News • ICU alarm algorithms
Machine learning eliminates false alarms in intensive care
In intensive care units (ICU), some monitoring device or other is always sounding the alarm. Soon, a smart algorithm might tell apart the really important alarms.
Source: Shutterstock/Johan Swanepoel
Whether it’s a patient whose blood oxygen level is too low, someone in the next bed whose intracranial pressure is rising, or someone else whose blood pressure has taken a nosedive. Or perhaps just because a patient has shifted position in bed. False alarms like this last are all too common. They utilize medical personnel’s valuable time and increase the risk that real alarms are lost in the flood of false ones. That means it is in the nurses’ and doctors’ interest to greatly reduce the number of false alarms. Working with scientists at the University Hospital Zurich’s Neurocritical Care Unit, researchers at ETH Zurich have now developed a machine learning method that aims to achieve just that.
As part of a feasibility study within a data science project called ICU Cockpit, the researchers made use of comprehensive intensive care data recordings. With the patients’ consent, their vital signs are systematically stored at high temporal resolution along with any alarms that may have sounded.
As is generally the case in ICUs, the various devices for circulatory monitoring, artificial ventilation and brain monitoring work independently of each other. Consequently, the devices each sound their own alarm whenever their readings go above or below a certain threshold value. The researchers combined and synchronised the data from these various devices and then applied novel machine learning techniques to identify which alarms were irrelevant from a medical standpoint.
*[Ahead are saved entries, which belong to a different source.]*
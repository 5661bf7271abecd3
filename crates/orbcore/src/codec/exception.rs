// SPDX-License-Identifier: Apache-2.0 OR MIT
// Copyright (c) 2025-2026 naskel.com

//! Codec for declared application exceptions.
//!
//! On the wire an exception is its canonical repository-id string
//! followed by its fields encoded as a struct. The id doubles as the
//! identity discriminator: decode compares it byte-for-byte against the
//! expected constant before interpreting a single field byte, and a
//! mismatch is never coerced into a different exception type.

use crate::codec::marshal::{Decoder, Encoder, MarshalError};
use crate::codec::Value;
use crate::typedesc::{TypeDescriptor, TypeKind};
use std::fmt;

/// A declared application exception: repository id plus ordered fields.
#[derive(Debug, Clone, PartialEq)]
pub struct ExceptionValue {
    /// Repository id, e.g. `"IDL:FleetManagement/VehicleNotFound:1.0"`.
    pub id: String,
    /// Fields in declared order.
    pub fields: Vec<(String, Value)>,
}

impl ExceptionValue {
    /// Create an exception value.
    pub fn new<N: Into<String>>(id: impl Into<String>, fields: Vec<(N, Value)>) -> Self {
        Self {
            id: id.into(),
            fields: fields.into_iter().map(|(n, v)| (n.into(), v)).collect(),
        }
    }

    /// Get a field by name.
    pub fn get_field(&self, name: &str) -> Option<&Value> {
        self.fields.iter().find(|(n, _)| n == name).map(|(_, v)| v)
    }
}

impl fmt::Display for ExceptionValue {
    fn fmt(&self, f: &mut fmt::Formatter<'_>) -> fmt::Result {
        write!(f, "{}", self.id)
    }
}

/// Errors for exception encode/decode.
#[derive(Debug)]
pub enum ExceptionCodecError {
    /// The leading repository id did not exactly match the expected constant.
    Identity { expected: String, found: String },
    /// The descriptor was not an exception descriptor.
    NotAnException(String),
    /// Field marshaling failed.
    Marshal(MarshalError),
}

impl fmt::Display for ExceptionCodecError {
    fn fmt(&self, f: &mut fmt::Formatter<'_>) -> fmt::Result {
        match self {
            Self::Identity { expected, found } => write!(
                f,
                "Exception identity mismatch: expected '{}', found '{}'",
                expected, found
            ),
            Self::NotAnException(kind) => {
                write!(f, "Descriptor is not an exception (kind: {})", kind)
            }
            Self::Marshal(e) => write!(f, "Exception marshaling failed: {}", e),
        }
    }
}

impl std::error::Error for ExceptionCodecError {
    fn source(&self) -> Option<&(dyn std::error::Error + 'static)> {
        match self {
            Self::Marshal(e) => Some(e),
            _ => None,
        }
    }
}

impl From<MarshalError> for ExceptionCodecError {
    fn from(e: MarshalError) -> Self {
        Self::Marshal(e)
    }
}

/// Encode a declared exception: canonical id string, then fields in
/// declared order.
pub fn encode_exception(
    exception: &ExceptionValue,
    descriptor: &TypeDescriptor,
) -> Result<Vec<u8>, ExceptionCodecError> {
    let fields = match &descriptor.kind {
        TypeKind::Exception(fields) => fields,
        _ => return Err(ExceptionCodecError::NotAnException(descriptor.kind_name().into())),
    };
    if exception.id != descriptor.id {
        return Err(ExceptionCodecError::Identity {
            expected: descriptor.id.clone(),
            found: exception.id.clone(),
        });
    }

    let mut encoder = Encoder::new();
    encoder.write_string(&exception.id)?;
    encoder.encode_fields(&exception.fields, fields)?;
    Ok(encoder.into_bytes())
}

/// Decode a declared exception, verifying the leading id against the
/// descriptor's expected constant.
pub fn decode_exception(
    bytes: &[u8],
    descriptor: &TypeDescriptor,
) -> Result<ExceptionValue, ExceptionCodecError> {
    let fields = match &descriptor.kind {
        TypeKind::Exception(fields) => fields,
        _ => return Err(ExceptionCodecError::NotAnException(descriptor.kind_name().into())),
    };

    let mut decoder = Decoder::new(bytes);
    let found = decoder.read_string().map_err(ExceptionCodecError::Marshal)?;
    if found != descriptor.id {
        return Err(ExceptionCodecError::Identity {
            expected: descriptor.id.clone(),
            found,
        });
    }

    let pairs = decoder.decode_fields(fields)?;
    Ok(ExceptionValue {
        id: found,
        fields: pairs,
    })
}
Computer does doctors’ legwork
Computer systems can then use this information to understand the principle behind the classification and ultimately categorise alarms themselves
Walter Karlen
“Usually, before a computer can start learning, humans first need to have categorised a certain number of alarms as relevant or non-relevant,” explains Walter Karlen, Professor of Mobile Health Systems at ETH Zurich. “Computer systems can then use this information to understand the principle behind the classification and ultimately categorise alarms themselves.”
However, having someone classify alarms in intensive care is a never-ending task, not only because it has to be done for each patient individually. Additionally, medical personnel treating patients in intensive care would not have the time to teach a computer as well. This means the ideal system for deployment in an ICU would be one that could teach itself even if nurses or doctors have classified only a small number of alarms. This is where the machine learning method that Karlen and his colleagues have developed really comes into its own.
The scientists tested their method using a small data set from the Zurich neurocritical care unit: records of the vital signs and alarms for 14 patients over a period of several days. On average, the medical devices sounded the alarm almost 700 times per patient per day; in other words, every two minutes. Although only 1,800 (13%) of the data set’s total of 14,000 alarms had been classified manually, the algorithm was nonetheless able to categorise the remaining alarms as real or false. If the scientists allowed for the system to have an error rate of 5 percent, it reduced the number of false alarms by 77 percent. The scientists were also able to demonstrate that the method works even with a significantly lower degree of manual help: all it took was 25 or 50 manual classifications for the system to flag a large number of alarms as false. The scientists also showed that particularly in situations where there has been very little manual help, the new method is much more effective than existing machine learning methods.
This project analysed clinical data retrospectively. The researchers are now considering whether to study the effectiveness of their algorithm using a prospective clinical study.